## Required work
Below are the records; copy exactly the stretch from the line containing "tokio's blocking pool" through the line containing "is the root).", both ends included, and nothing else.

## Supplied records
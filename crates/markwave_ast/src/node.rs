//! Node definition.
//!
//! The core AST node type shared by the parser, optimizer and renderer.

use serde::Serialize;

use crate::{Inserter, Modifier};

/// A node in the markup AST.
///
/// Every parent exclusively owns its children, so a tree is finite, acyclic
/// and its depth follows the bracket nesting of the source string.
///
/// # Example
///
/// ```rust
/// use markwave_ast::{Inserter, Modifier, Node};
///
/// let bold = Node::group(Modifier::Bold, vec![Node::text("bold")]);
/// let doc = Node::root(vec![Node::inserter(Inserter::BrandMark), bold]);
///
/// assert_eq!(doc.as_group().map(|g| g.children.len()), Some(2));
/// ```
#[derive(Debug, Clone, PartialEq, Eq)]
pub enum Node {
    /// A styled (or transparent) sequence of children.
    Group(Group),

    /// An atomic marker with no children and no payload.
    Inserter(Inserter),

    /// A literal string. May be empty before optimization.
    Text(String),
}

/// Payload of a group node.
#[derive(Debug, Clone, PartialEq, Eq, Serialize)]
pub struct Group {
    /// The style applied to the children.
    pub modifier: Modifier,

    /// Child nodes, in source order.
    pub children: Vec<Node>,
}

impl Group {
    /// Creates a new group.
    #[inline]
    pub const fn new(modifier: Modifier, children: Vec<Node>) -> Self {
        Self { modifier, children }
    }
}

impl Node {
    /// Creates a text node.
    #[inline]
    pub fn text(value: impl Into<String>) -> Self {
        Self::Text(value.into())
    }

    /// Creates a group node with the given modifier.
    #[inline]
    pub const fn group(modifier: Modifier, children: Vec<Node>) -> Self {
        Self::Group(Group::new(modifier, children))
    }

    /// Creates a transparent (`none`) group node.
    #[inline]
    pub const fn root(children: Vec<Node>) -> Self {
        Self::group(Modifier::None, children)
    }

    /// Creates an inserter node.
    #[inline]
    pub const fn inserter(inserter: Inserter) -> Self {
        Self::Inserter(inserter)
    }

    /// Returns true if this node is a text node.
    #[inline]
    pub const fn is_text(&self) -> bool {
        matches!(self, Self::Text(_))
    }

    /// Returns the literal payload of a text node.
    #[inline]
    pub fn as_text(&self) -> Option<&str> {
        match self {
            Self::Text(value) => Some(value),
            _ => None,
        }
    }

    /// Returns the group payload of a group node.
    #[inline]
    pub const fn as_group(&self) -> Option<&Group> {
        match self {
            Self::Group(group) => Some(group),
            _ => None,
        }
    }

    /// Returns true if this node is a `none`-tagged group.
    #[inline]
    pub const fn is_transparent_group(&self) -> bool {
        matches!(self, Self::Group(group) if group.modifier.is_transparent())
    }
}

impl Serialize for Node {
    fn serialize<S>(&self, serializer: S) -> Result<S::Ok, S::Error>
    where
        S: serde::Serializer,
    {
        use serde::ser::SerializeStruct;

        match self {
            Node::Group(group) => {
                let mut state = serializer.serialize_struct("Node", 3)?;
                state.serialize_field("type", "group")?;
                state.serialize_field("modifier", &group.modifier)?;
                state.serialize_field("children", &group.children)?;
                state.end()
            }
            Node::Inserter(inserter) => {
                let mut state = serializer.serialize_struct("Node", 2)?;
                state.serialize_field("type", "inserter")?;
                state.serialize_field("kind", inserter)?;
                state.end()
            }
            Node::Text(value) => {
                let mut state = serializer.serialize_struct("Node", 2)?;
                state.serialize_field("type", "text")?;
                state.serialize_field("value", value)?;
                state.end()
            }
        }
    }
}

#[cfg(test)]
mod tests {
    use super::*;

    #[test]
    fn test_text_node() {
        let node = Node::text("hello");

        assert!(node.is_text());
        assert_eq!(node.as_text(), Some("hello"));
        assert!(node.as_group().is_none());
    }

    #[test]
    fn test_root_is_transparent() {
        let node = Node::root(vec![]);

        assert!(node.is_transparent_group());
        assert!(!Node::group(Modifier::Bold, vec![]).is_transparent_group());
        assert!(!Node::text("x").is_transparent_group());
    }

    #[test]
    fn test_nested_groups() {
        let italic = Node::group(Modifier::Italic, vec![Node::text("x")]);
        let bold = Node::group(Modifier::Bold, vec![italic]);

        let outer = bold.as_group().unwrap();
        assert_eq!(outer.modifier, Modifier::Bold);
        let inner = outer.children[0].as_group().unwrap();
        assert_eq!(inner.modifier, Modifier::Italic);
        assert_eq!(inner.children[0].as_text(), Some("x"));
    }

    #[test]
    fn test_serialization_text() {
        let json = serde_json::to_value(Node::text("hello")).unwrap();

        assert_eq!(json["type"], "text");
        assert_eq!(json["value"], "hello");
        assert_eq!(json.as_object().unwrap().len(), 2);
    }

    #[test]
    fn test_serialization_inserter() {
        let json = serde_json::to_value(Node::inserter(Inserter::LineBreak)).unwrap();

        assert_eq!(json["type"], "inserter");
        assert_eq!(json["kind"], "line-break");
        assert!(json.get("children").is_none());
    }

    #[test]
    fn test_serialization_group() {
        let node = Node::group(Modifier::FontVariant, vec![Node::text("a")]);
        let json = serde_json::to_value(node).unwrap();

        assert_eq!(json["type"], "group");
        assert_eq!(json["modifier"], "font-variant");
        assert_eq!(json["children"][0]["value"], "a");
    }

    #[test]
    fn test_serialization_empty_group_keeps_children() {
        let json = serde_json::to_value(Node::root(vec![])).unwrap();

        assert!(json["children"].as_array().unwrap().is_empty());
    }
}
---
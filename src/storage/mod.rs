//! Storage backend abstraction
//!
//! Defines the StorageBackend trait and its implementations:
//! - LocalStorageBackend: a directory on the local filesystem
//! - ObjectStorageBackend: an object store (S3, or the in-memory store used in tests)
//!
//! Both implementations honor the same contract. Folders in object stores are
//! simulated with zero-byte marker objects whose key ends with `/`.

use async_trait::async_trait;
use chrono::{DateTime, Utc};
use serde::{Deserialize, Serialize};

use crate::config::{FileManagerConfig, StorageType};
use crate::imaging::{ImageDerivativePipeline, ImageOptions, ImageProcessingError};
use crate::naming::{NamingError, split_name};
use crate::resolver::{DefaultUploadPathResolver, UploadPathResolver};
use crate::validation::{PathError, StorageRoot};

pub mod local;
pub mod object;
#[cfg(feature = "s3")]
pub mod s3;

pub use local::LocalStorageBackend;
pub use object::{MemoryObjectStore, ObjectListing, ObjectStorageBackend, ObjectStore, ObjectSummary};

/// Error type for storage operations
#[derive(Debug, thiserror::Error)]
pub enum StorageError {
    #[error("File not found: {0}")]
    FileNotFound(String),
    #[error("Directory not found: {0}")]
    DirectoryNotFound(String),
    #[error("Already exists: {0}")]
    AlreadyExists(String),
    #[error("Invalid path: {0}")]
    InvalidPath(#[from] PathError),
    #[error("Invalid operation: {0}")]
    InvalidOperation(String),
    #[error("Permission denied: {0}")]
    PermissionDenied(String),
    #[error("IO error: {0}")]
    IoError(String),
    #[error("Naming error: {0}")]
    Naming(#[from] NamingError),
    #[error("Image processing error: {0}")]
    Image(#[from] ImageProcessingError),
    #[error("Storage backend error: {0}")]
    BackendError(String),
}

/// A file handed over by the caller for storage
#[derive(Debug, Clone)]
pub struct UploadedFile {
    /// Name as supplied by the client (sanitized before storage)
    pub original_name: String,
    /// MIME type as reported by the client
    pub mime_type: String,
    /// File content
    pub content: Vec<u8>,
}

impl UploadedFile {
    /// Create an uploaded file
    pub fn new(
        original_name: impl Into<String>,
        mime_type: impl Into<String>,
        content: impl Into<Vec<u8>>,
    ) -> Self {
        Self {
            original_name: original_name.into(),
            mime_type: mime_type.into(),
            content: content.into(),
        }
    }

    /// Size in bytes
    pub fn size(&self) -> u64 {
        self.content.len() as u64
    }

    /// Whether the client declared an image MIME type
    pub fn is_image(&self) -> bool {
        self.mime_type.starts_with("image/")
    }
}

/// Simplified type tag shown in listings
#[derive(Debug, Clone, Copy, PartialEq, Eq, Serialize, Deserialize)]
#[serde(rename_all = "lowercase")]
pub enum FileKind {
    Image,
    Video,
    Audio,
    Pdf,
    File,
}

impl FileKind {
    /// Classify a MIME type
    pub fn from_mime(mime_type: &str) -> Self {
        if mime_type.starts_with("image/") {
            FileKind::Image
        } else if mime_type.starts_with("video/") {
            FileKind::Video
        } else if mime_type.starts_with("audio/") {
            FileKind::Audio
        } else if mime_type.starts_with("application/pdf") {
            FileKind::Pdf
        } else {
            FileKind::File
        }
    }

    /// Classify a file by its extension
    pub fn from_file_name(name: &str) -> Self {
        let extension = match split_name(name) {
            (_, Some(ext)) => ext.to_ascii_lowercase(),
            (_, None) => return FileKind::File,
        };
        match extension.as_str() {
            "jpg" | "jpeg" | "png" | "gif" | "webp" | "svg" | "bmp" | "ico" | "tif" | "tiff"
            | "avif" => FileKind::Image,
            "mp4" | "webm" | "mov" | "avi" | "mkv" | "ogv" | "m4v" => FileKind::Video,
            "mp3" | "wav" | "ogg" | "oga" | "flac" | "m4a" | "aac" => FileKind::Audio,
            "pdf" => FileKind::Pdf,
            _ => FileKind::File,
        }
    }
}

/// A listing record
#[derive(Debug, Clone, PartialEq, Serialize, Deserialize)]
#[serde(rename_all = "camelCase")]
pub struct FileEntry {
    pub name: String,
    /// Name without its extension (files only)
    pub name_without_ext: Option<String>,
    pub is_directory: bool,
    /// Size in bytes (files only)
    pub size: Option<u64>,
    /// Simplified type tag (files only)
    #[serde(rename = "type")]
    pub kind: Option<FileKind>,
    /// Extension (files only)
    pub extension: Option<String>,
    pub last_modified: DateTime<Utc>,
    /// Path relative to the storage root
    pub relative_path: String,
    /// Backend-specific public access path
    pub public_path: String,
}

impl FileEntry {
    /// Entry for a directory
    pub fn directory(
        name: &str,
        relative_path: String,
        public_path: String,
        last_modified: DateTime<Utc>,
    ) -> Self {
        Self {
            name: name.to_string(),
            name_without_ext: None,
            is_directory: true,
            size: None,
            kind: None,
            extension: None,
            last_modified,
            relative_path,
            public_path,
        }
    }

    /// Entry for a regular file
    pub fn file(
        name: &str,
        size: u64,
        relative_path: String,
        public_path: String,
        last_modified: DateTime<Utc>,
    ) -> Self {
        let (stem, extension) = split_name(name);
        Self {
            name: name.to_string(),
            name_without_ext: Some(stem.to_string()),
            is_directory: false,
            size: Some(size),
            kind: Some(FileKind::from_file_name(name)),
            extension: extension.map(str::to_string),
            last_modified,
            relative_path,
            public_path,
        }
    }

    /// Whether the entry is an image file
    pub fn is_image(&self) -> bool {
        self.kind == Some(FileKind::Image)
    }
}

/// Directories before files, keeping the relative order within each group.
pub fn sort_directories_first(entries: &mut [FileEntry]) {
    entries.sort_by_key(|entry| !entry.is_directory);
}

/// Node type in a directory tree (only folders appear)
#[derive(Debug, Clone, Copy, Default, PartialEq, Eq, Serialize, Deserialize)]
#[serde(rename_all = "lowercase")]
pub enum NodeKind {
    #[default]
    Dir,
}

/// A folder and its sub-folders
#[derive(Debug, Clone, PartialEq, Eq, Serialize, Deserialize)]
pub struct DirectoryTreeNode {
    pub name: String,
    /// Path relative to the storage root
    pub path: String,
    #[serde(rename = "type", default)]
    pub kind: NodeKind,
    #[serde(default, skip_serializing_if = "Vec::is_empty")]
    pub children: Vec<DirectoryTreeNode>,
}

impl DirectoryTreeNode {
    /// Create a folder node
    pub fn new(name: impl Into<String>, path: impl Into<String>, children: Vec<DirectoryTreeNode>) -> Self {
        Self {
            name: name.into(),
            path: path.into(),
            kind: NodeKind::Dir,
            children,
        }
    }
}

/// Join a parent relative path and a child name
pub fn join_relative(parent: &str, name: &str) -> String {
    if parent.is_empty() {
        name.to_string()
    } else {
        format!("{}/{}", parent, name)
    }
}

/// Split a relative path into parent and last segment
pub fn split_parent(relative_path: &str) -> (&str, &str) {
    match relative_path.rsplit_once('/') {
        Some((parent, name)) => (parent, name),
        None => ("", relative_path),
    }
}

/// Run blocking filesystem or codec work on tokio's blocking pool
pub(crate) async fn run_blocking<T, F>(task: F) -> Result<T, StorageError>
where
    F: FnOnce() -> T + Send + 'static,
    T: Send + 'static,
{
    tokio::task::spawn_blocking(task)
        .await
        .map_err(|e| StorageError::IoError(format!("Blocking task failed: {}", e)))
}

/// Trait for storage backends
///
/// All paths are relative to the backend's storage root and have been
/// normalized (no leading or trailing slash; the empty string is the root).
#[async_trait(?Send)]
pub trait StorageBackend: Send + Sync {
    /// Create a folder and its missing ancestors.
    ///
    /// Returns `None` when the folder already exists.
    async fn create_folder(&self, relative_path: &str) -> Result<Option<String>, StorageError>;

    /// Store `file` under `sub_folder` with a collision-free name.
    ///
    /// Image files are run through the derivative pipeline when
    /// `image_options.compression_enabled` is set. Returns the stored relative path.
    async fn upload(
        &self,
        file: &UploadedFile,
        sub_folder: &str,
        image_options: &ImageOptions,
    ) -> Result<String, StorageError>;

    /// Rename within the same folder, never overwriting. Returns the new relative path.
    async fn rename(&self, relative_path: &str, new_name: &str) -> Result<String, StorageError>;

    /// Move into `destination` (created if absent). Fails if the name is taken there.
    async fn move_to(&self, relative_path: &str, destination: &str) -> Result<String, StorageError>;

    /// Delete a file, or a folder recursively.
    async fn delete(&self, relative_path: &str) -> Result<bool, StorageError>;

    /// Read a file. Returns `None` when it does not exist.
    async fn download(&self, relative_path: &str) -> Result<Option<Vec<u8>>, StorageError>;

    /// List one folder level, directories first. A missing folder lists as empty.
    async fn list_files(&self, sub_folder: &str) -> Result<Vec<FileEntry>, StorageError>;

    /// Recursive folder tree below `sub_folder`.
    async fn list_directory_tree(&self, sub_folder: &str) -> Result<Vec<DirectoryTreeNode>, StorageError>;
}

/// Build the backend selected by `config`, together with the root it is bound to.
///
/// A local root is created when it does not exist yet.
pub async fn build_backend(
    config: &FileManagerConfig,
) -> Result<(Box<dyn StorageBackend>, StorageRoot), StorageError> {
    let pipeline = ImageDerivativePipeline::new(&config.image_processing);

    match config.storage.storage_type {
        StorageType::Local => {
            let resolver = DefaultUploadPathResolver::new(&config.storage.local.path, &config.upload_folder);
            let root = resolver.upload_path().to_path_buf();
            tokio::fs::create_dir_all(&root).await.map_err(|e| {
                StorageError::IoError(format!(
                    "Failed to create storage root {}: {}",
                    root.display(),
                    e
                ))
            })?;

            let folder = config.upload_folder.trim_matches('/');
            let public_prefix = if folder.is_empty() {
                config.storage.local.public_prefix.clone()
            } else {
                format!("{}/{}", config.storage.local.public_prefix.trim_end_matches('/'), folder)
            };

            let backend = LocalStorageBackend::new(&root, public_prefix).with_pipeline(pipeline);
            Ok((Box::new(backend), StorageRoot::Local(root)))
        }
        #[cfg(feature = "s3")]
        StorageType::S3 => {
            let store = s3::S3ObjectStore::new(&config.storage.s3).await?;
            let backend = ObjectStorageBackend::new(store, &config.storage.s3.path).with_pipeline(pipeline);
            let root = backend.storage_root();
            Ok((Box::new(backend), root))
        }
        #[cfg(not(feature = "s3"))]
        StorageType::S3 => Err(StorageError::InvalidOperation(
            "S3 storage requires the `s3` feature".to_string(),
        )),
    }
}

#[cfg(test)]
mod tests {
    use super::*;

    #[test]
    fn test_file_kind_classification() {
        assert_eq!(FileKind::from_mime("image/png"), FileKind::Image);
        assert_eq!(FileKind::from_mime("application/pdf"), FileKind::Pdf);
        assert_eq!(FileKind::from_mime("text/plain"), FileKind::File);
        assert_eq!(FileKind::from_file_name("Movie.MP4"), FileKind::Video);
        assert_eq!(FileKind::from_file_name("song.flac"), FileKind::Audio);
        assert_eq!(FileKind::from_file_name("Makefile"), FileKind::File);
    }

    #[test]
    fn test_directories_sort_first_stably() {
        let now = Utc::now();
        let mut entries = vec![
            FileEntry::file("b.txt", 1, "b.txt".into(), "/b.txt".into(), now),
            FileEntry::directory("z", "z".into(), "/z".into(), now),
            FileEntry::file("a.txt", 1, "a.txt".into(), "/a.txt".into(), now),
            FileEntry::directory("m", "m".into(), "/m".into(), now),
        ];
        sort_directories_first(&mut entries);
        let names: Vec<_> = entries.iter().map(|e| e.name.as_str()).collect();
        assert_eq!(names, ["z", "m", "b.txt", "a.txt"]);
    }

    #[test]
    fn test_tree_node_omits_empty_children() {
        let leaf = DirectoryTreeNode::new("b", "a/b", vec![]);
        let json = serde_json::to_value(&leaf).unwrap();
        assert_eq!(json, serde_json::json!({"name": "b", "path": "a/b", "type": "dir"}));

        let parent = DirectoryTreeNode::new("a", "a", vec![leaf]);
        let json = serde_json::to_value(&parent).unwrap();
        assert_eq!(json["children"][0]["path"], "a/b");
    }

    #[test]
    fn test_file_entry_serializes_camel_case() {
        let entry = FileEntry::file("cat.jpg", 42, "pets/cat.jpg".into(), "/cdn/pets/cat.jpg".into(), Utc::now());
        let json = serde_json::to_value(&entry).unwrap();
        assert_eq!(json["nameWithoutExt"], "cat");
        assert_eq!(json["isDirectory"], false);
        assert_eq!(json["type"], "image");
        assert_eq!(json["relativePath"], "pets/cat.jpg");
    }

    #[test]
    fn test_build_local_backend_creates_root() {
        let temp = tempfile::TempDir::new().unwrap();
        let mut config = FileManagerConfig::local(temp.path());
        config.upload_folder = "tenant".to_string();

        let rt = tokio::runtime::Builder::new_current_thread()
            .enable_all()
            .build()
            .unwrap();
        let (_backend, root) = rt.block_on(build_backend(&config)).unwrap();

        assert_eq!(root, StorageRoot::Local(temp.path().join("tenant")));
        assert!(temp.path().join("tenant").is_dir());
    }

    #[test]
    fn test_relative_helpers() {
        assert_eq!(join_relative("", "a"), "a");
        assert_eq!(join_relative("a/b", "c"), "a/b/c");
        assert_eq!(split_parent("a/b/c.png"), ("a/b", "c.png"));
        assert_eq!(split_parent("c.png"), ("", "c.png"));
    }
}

## Exercise answer
/// Run blocking filesystem or codec work on tokio's blocking pool
pub(crate) async fn run_blocking<T, F>(task: F) -> Result<T, StorageError>
where
    F: FnOnce() -> T + Send + 'static,
    T: Send + 'static,
{
    tokio::task::spawn_blocking(task)
        .await
        .map_err(|e| StorageError::IoError(format!("Blocking task failed: {}", e)))
}

/// Trait for storage backends
///
/// All paths are relative to the backend's storage root and have been
/// normalized (no leading or trailing slash; the empty string is the root).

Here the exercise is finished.